Last spring, I had booked a month in Vancouver, but after only a few days attending the trial, I could take no more. What to do with the three-plus weeks left to me? Try to answer my questions, perhaps. So instead of returning to India early, I retreated to my comfort zones: the university, the library.

Surely others had written about this, I was thinking. Over the years, in psychology journals, I had come across so many studies on victims of mass trauma. Longitudinal, informational, survey- or interview- or standardized-test-based. Beirut, Belfast, Kigali. I had never seen one on the Air India disaster, but then, I’d never properly searched.

After the World Trade Tower attacks, nearly half of all Americans showed PTSD symptoms. How did the researchers think to test for that? They must have observed the symptoms in others; they might have felt them themselves. Had Canadians suffered similarly, following the bombing? The U.S. has about ten times Canada’s population. Three thousand plus people were killed in the September 11 attacks, three hundred plus in the Air India disaster. Do the math. It should add up, but it doesn’t.

Canadians at large did not feel themselves to have been attacked, although nearly every passenger aboard that flight was a born or naturalized Canadian. Canada’s prime minister infamously sent a telegram of condolences to the Indian government, who had lost what? A jet. Oh, and a couple of pilots. No wonder Canada had failed to prevent the bombing in the first place. No wonder they had failed, for eighteen years, to bring it to trial.

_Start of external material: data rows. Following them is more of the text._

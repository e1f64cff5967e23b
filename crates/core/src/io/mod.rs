//! Input/output layer: consumed evidence documents, produced documents,
//! and deterministic serialization.

pub mod loader;
pub mod schema;
pub mod writer;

And, I learned now, failed to take the bombing up in scholarship. I found no articles that addressed my questions. I looked, though it seemed even more improbable, for books. I found the same three I had read over fifteen years ago, one sensational, one implausible, and one by Bharati Mukherjee and Clark Blaise.

Mukherjee: tough broad. I’ve never met her but I’d like her, even if we would almost certainly fight. I loved her novels back when I lived in Canada: she was one of the very first to write about the no-man’s land—or, more often, no-woman’s land—of the transplant. I might have felt nothing in common with her protagonists had I met them in life, but I identified with them as I never had with fictional characters before.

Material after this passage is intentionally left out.